In [13], a fuzzy intelligent system implemented via wearable devices is proposed for patients with preeclampsia. This system works using five descriptive variables, namely systolic pressure, diastolic pressure, proteinuria, age, and weight, to detect preeclampsia and diabetes. However, since the clinical records of women in Hidalgo do not include information on the occurrence of proteinuria, statistics were used to determine representative variables. As a result, eight significant variables (diastolic pressure, body mass index, heart rate, systolic pressure, age, maternal diabetes, number of fetuses, and hypertension) are presented, which agree with the previous literature.

5. Conclusions

The data obtained through the SSEH allowed us to carry out a dimensional reduction analysis to contrast our work with the results established in the literature. Initially, we had 85 dimensions, which were subjected to data pre-processing to find those that were not significant to modeling PE. Based on a study in which the authors reduced the characteristic variables, as reported in the literature, we successfully reduced the dimensionality to only eight critical variables through clamp transformation, correlation coefficients, and a multicollinearity analysis. The correlation coefficient allowed for the elimination of more characteristics by finding 15 constant variables, followed by a multicollinearity analysis through which four variables were reduced by a value of $\widehat{{\alpha }_i}>5$.

The eight variables obtained resulted in a fuzzy T-S model that showed favorable classification results on real data in comparison to other models in the literature. The FCM clearly finds and identifies patterns in biological data. Likewise, some data centers are closely distanced; FCM instead allows for the identification of the type of cluster to which the input vector belongs using features with greater variation.

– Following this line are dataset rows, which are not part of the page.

//! Tokio versions of [`send`](crate::send) and [`receive`](crate::receive).
//!
//! Same wire format and error taxonomy; deadlines are left to the caller
//! (`tokio::time::timeout` around either future).

use futures_util::StreamExt;
use tokio::fs::File;
use tokio::io::{AsyncRead, AsyncReadExt, AsyncSeekExt, AsyncWrite, AsyncWriteExt};
use tokio_util::codec::FramedRead;
use tracing::debug;
use xferprims_frame::{write_header_async, FrameHeader, TransferCodec, TransferPart};

use crate::error::{Result, TransferError};

/// Send `source`, from its current position to the end, as one transfer.
pub async fn send_async<W>(source: &mut File, conn: &mut W) -> Result<u64>
where
    W: AsyncWrite + Unpin + ?Sized,
{
    let len = source
        .metadata()
        .await
        .map_err(TransferError::SourceMetadata)?
        .len();
    let position = source
        .stream_position()
        .await
        .map_err(TransferError::SourceMetadata)?;
    let size = len.saturating_sub(position);

    write_header_async(conn, &FrameHeader::new(size)).await?;
    debug!(size, "transfer header sent");

    let mut payload = (&mut *source).take(size);
    let moved = tokio::io::copy(&mut payload, conn).await?;
    if moved < size {
        return Err(TransferError::PayloadTruncated {
            expected: size,
            received: moved,
        });
    }
    conn.flush().await?;

    debug!(bytes = moved, "transfer payload sent");
    Ok(moved)
}

/// Receive one transfer from `conn` into `sink`.
pub async fn receive_async<R, W>(conn: R, sink: &mut W) -> Result<u64>
where
    R: AsyncRead + Unpin,
    W: AsyncWrite + Unpin + ?Sized,
{
    let mut parts = FramedRead::new(conn, TransferCodec::new());
    let mut expected = None;
    let mut received = 0u64;

    while let Some(part) = parts.next().await {
        match part? {
            TransferPart::Header(header) => {
                debug!(size = header.length, "transfer header received");
                expected = Some(header.length);
            }
            TransferPart::Chunk(chunk) => {
                sink.write_all(&chunk).await?;
                received += chunk.len() as u64;
            }
        }
        if parts.decoder().is_done() {
            break;
        }
    }

    if expected.is_none() {
        return Err(TransferError::HeaderTruncated { received: 0 });
    }
    sink.flush().await?;

    debug!(bytes = received, "transfer payload received");
    Ok(received)
}
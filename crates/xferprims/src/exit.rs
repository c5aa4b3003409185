use std::fmt;
use std::io;

use xferprims_peer::TransferError;
use xferprims_transport::TransportError;

// Exit code constants aligned with rsfulmen/DDR-0002 semantics.
pub const SUCCESS: i32 = 0;
pub const FAILURE: i32 = 1;
pub const TRANSPORT_ERROR: i32 = 3;
pub const HEALTH_CHECK_FAILED: i32 = 30;
pub const PERMISSION_DENIED: i32 = 50;
pub const DATA_INVALID: i32 = 60;
pub const USAGE: i32 = 64;
pub const TIMEOUT: i32 = 124;
pub const INTERNAL: i32 = 125;

pub type CliResult<T> = Result<T, CliError>;

#[derive(Debug)]
pub struct CliError {
    pub code: i32,
    pub message: String,
}

impl CliError {
    pub fn new(code: i32, message: impl Into<String>) -> Self {
        Self {
            code,
            message: message.into(),
        }
    }
}

impl fmt::Display for CliError {
    fn fmt(&self, f: &mut fmt::Formatter<'_>) -> fmt::Result {
        write!(f, "{}", self.message)
    }
}

impl std::error::Error for CliError {}

pub fn io_error(context: &str, err: io::Error) -> CliError {
    let code = match err.kind() {
        io::ErrorKind::PermissionDenied => PERMISSION_DENIED,
        io::ErrorKind::TimedOut | io::ErrorKind::WouldBlock => TIMEOUT,
        io::ErrorKind::NotFound
        | io::ErrorKind::ConnectionRefused
        | io::ErrorKind::ConnectionReset
        | io::ErrorKind::BrokenPipe => FAILURE,
        _ => INTERNAL,
    };
    CliError::new(code, format!("{context}: {err}"))
}

pub fn transport_error(context: &str, err: TransportError) -> CliError {
    let code = match err.io_error().kind() {
        io::ErrorKind::PermissionDenied => PERMISSION_DENIED,
        io::ErrorKind::TimedOut | io::ErrorKind::WouldBlock => TIMEOUT,
        _ => TRANSPORT_ERROR,
    };
    CliError::new(code, format!("{context}: {err}"))
}

pub fn transfer_error(context: &str, err: TransferError) -> CliError {
    match err {
        TransferError::Transport(err) => transport_error(context, err),
        TransferError::SourceMetadata(source)
        | TransferError::HeaderWrite(source)
        | TransferError::Io(source) => io_error(context, source),
        TransferError::HeaderTruncated { .. } | TransferError::PayloadTruncated { .. } => {
            CliError::new(DATA_INVALID, format!("{context}: {err}"))
        }
        TransferError::Timeout(_) => CliError::new(TIMEOUT, format!("{context}: {err}")),
        TransferError::DescriptorUnavailable { .. } => {
            CliError::new(USAGE, format!("{context}: {err}"))
        }
    }
}

#[cfg(test)]
mod tests {
    use super::*;

    #[test]
    fn truncation_is_data_invalid() {
        let err = transfer_error(
            "fetch failed",
            TransferError::PayloadTruncated {
                expected: 10,
                received: 9,
            },
        );
        assert_eq!(err.code, DATA_INVALID);
        assert!(err.message.starts_with("fetch failed: "));
    }

    #[test]
    fn refused_connect_is_transport_error() {
        let err = transfer_error(
            "fetch failed",
            TransferError::Transport(TransportError::Connect {
                addr: "127.0.0.1:1".to_string(),
                source: io::Error::from(io::ErrorKind::ConnectionRefused),
            }),
        );
        assert_eq!(err.code, TRANSPORT_ERROR);
    }

    #[test]
    fn denied_bind_is_permission_denied() {
        let err = transport_error(
            "bind failed",
            TransportError::Bind {
                addr: "0.0.0.0:80".to_string(),
                source: io::Error::from(io::ErrorKind::PermissionDenied),
            },
        );
        assert_eq!(err.code, PERMISSION_DENIED);
    }

    #[test]
    fn deadline_is_timeout() {
        let err = transfer_error(
            "fetch failed",
            TransferError::Timeout(io::Error::from(io::ErrorKind::WouldBlock)),
        );
        assert_eq!(err.code, TIMEOUT);
    }
}
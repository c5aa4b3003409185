/// Errors that can occur while writing or reading a transfer frame.
#[derive(Debug, thiserror::Error)]
pub enum FrameError {
    /// The stream ended before all 8 header bytes arrived.
    #[error("header truncated ({received} of 8 bytes received)")]
    HeaderTruncated { received: usize },

    /// The header could not be written in full.
    #[error("failed to write frame header: {0}")]
    HeaderWrite(std::io::Error),

    /// The stream ended before the declared payload length was reached.
    #[error("payload truncated ({received} of {expected} bytes received)")]
    PayloadTruncated { expected: u64, received: u64 },

    /// An I/O error occurred while reading or writing frames.
    #[error("frame I/O error: {0}")]
    Io(#[from] std::io::Error),
}

pub type Result<T> = std::result::Result<T, FrameError>;
//! Capability tags describing what an I/O endpoint is backed by.
//!
//! Copy strategies inspect these tags to decide whether a kernel fast path
//! (file descriptor to socket descriptor) is possible for a given pair of
//! endpoints. Anything that cannot expose a raw descriptor (in-memory
//! buffers, TLS wrappers, test doubles) reports [`Descriptor::Unavailable`].

#[cfg(unix)]
use std::os::fd::{AsRawFd, RawFd};

/// What an endpoint is backed by, as far as the kernel is concerned.
#[derive(Debug, Clone, Copy, PartialEq, Eq)]
pub enum Descriptor {
    /// A regular file descriptor.
    #[cfg(unix)]
    File(RawFd),
    /// A stream socket descriptor (TCP or Unix).
    #[cfg(unix)]
    Socket(RawFd),
    /// No raw descriptor can be exposed.
    Unavailable,
}

impl Descriptor {
    /// True when the endpoint is a regular file with an exposed descriptor.
    pub fn is_file_backed(&self) -> bool {
        match self {
            #[cfg(unix)]
            Descriptor::File(_) => true,
            _ => false,
        }
    }

    /// True when the endpoint is a socket with an exposed descriptor.
    pub fn is_socket_backed(&self) -> bool {
        match self {
            #[cfg(unix)]
            Descriptor::Socket(_) => true,
            _ => false,
        }
    }

    /// Short label for logs.
    pub fn kind(&self) -> &'static str {
        match self {
            #[cfg(unix)]
            Descriptor::File(_) => "file",
            #[cfg(unix)]
            Descriptor::Socket(_) => "socket",
            Descriptor::Unavailable => "unavailable",
        }
    }
}

/// An I/O endpoint that can report its [`Descriptor`].
///
/// The default implementation reports [`Descriptor::Unavailable`], so
/// in-memory types opt in with an empty `impl`.
pub trait Endpoint {
    fn descriptor(&self) -> Descriptor {
        Descriptor::Unavailable
    }
}

impl Endpoint for std::fs::File {
    fn descriptor(&self) -> Descriptor {
        #[cfg(unix)]
        {
            // Only regular files qualify; a File may also wrap a pipe or device.
            match self.metadata() {
                Ok(meta) if meta.is_file() => Descriptor::File(self.as_raw_fd()),
                _ => Descriptor::Unavailable,
            }
        }

        #[cfg(not(unix))]
        {
            Descriptor::Unavailable
        }
    }
}

impl Endpoint for std::net::TcpStream {
    fn descriptor(&self) -> Descriptor {
        #[cfg(unix)]
        {
            Descriptor::Socket(self.as_raw_fd())
        }

        #[cfg(not(unix))]
        {
            Descriptor::Unavailable
        }
    }
}

#[cfg(unix)]
impl Endpoint for std::os::unix::net::UnixStream {
    fn descriptor(&self) -> Descriptor {
        Descriptor::Socket(self.as_raw_fd())
    }
}

impl Endpoint for Vec<u8> {}
impl Endpoint for &[u8] {}
impl Endpoint for std::io::Sink {}
impl Endpoint for std::io::Empty {}
impl<T> Endpoint for std::io::Cursor<T> {}

impl<T: Endpoint + ?Sized> Endpoint for &mut T {
    fn descriptor(&self) -> Descriptor {
        (**self).descriptor()
    }
}

impl<T: Endpoint + ?Sized> Endpoint for Box<T> {
    fn descriptor(&self) -> Descriptor {
        (**self).descriptor()
    }
}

The present results show an approximate value of $0.8$ for the EER in the FCM analysis with eight dimensions for the evaluation of the precision and recall rate when the worst scenario is shown; this information is consistent with the result obtained in EER (20%). However, by evaluating with respect to the ROC curve, we obtain an approximate value of 90% in the prediction of hypertensive disorders in pregnancy. A lower EER indicates a better balance between these two types of errors, thus reflecting a more accurate model. Having both EER evaluation and ROC curves together is beneficial because EER provides a concise summary of accuracy at the threshold where false positive and false negative rates are equal, simplifying model comparison at a specific point. Another advantage of FCM is that even without reducing dimensions and balancing, it is capable of a higher degree of learning and classification than other algorithms. When all the dimensions were used, the learning rate was 71.25 % without undersampling; therefore, this allows us to say that a fuzzy approach expands the possibilities of using biological data in binary classification.